The readings for the Fifth Sunday in Ordinary Time reveal how human limitations help us discover the power of God in our lives. The word of God is the medicine we need to receive. Too often we get stuck in focusing on weaknesses, our own or others.

The word of God is the medicine to take our eyes off of our weakness and invest our energy in meeting the limitations others experience in their lives. When we reach out to others in their need, God breaks into the relationship and gives us what we choose to share with others. What appears to be an extreme sacrifice becomes an open door to God’s love, which is what our hearts are really crying out for in the first place.

In the first reading from Isaiah, God tells us: “Share your bread with the hungry, shelter the oppressed and the homeless; clothe the naked when you see them, and do not turn your back on your own.” What appears to be a burden to us is in reality a great gift. “Then your light shall break forth like the dawn, and your wound shall quickly be healed; your vindication shall go before you, and the glory of the Lord shall be your rear guard.”

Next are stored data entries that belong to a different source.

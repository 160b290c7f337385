//! Domain model structs and enums for the control-plane core (§3 of the
//! design). Each type mirrors a row in `crate::schema`; enum-shaped columns
//! round-trip through `Display`/`FromStr` the same way the teacher's
//! `UrlStatus`/`DiscoveryMethod` did against `Text` columns.

mod crawl_job;
mod crawled_page;
mod duplicate;
mod retry;
mod scheduled_job;
mod website;

pub use crawl_job::{CrawlJob, CrawlOutcome, JobStatus, JobType, NewCrawlJob};
pub use crawled_page::{CrawledPage, NewCrawledPage};
pub use duplicate::{
    ContentHash, DetectionMethod, DuplicateGroup, DuplicateRelationship, NewContentHash,
    NewDuplicateRelationship,
};
pub use retry::{
    BackoffStrategy, DeadLetterQueueEntry, ErrorCategory, NewDeadLetterQueueEntry,
    NewRetryHistoryEntry, RetryHistoryEntry, RetryPolicy,
};
pub use scheduled_job::{NewScheduledJob, ScheduledJob};
pub use website::{NewWebsite, NewWebsiteConfigHistory, Website, WebsiteConfigHistory, WebsiteStatus};
//! Crate-wide error types.
//!
//! Each module-local error enum is `thiserror`-based and safe to log or
//! surface to a caller via its `Display` impl; this module aggregates them
//! for code that needs to talk about "any crawlplane error" without caring
//! which subsystem raised it.

use thiserror::Error;

/// Aggregate error type returned by the crate's public entry points.
#[derive(Debug, Error)]
pub enum Error {
    #[error("validation error: {0}")]
    Validation(String),

    #[error("not found: {0}")]
    NotFound(String),

    #[error(transparent)]
    Database(#[from] diesel::result::Error),

    #[error(transparent)]
    Pool(#[from] deadpool::managed::PoolError<diesel_async::pooled_connection::PoolError>),

    #[error("queue error: {0}")]
    Queue(String),

    #[error("kv store error: {0}")]
    Kv(String),

    #[error(transparent)]
    Http(#[from] reqwest::Error),
}

pub type Result<T> = std::result::Result<T, Error>;
//! `crawlplane-scheduler` binary: runs the scheduled-job processor (C8)
//! to completion. Thin by design (§6 "CLI/env surface (thin, not the
//! core)") — all decision logic lives in `crawlplane::scheduled_job_processor`.

use std::sync::Arc;

use tracing_subscriber::{layer::SubscriberExt, util::SubscriberInitExt};

use crawlplane::config::Settings;
use crawlplane::queue::AmqpQueue;
use crawlplane::repository::{CrawlJobRepository, DbPool, ScheduledJobRepository, WebsiteRepository};
use crawlplane::scheduled_job_processor::ScheduledJobProcessor;

#[tokio::main]
async fn main() -> anyhow::Result<()> {
    let _ = dotenvy::dotenv();

    tracing_subscriber::registry()
        .with(
            tracing_subscriber::EnvFilter::try_from_default_env()
                .unwrap_or_else(|_| "crawlplane=info".into()),
        )
        .with(tracing_subscriber::fmt::layer())
        .init();

    let settings = Settings::from_env()?;

    let pool = DbPool::new(&settings.database_url, settings.database_pool_size)?;
    let scheduled_jobs = ScheduledJobRepository::new(pool.clone());
    let websites = WebsiteRepository::new(pool.clone());
    let crawl_jobs = CrawlJobRepository::new(pool);

    let queue: Arc<dyn crawlplane::queue::DurableQueue> = Arc::new(
        AmqpQueue::connect(
            &settings.amqp_url,
            &settings.stream_name,
            &settings.consumer_name,
        )
        .await?,
    );

    let processor = ScheduledJobProcessor::new(
        scheduled_jobs,
        websites,
        crawl_jobs,
        queue,
        settings.scheduler_poll_interval,
        settings.scheduler_batch_size,
    );

    let (shutdown_tx, shutdown_rx) = tokio::sync::watch::channel(false);
    tokio::spawn(async move {
        wait_for_shutdown_signal().await;
        let _ = shutdown_tx.send(true);
    });

    processor.run(shutdown_rx).await;
    Ok(())
}

/// §5 "the idiomatic Rust replacement for the Python global `_shutdown`
/// flag + `signal.signal()` pair".
async fn wait_for_shutdown_signal() {
    let ctrl_c = async {
        let _ = tokio::signal::ctrl_c().await;
    };

    #[cfg(unix)]
    let terminate = async {
        let mut sigterm = tokio::signal::unix::signal(tokio::signal::unix::SignalKind::terminate())
            .expect("failed to install SIGTERM handler");
        sigterm.recv().await;
    };

    #[cfg(not(unix))]
    let terminate = std::future::pending::<()>();

    tokio::select! {
        _ = ctrl_c => {},
        _ = terminate => {},
    }
}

When we enter into God’s attitude toward the wounded and the broken, God’s goodness pours into our hearts. Our hunger for the infinite is re-affirmed. Our longing for an infinitely good God is re-enkindled. Every time our finiteness reaches out to the infinite, we become less finite! Every time we open our wounded hearts to reach out to others to help them, we are touching the ever loving, the always forgiving, the always caring God.

The passage continues, “Then you shall call, and the Lord will answer, you shall cry for help, and He will say: Here I am! If you remove from your midst oppression, false accusation and malicious speech; if you bestow your bread on the hungry and satisfy the afflicted; then light shall rise for you in the darkness, and the gloom shall become for you like midday.”

What the prophet is really saying is “If you stop focusing on your own weaknesses and the weaknesses of others, your gloom will come to an end because you have entered into God’s infinite love for you. The simple formula is this: simply allow God’s infinite love into your gloom, and it will disappear like the gloom of night disappears with the rising of the sun!”

St. Paul gives us a concrete example of the above. “For I resolved to know nothing while I was with you except Jesus Christ, and Him crucified. I came to you in weakness and fear and much trembling, and my message and my proclamation were not with persuasive words of wisdom, but with a demonstration of Spirit and power, so that your faith might rest not on human wisdom but on the power of God.”

When we embrace our weaknesses, God comes through with a “demonstration of Spirit and power.” As Paul tells us elsewhere, “When I am weak, I am strong.”

In the Gospel, Jesus tells us we are powerful, because we are the salt of the earth and the light of the world. If you were not the salt of the earth or the light of the world, what is currently happening in our federal government wouldn’t bother us. Our leaders all need our prayerful intercession. God is looking for a good number of people in our nation who have faith, to intercede for our political leaders. They need the light of the world to help them find the light.

The quickest way to quell any anger in my heart is to intercede relentlessly. That is the way to peaceful living in the midst of angry turmoil.

In short, what I am really saying is that as soon as I allow Jesus to enter my anger, the darkness goes away, and I am walking in the light. Our nation is crying out for salvation, and you and I can enter that cry by pleading for all those hurting from their own limitations and further fueled by the limitations of others.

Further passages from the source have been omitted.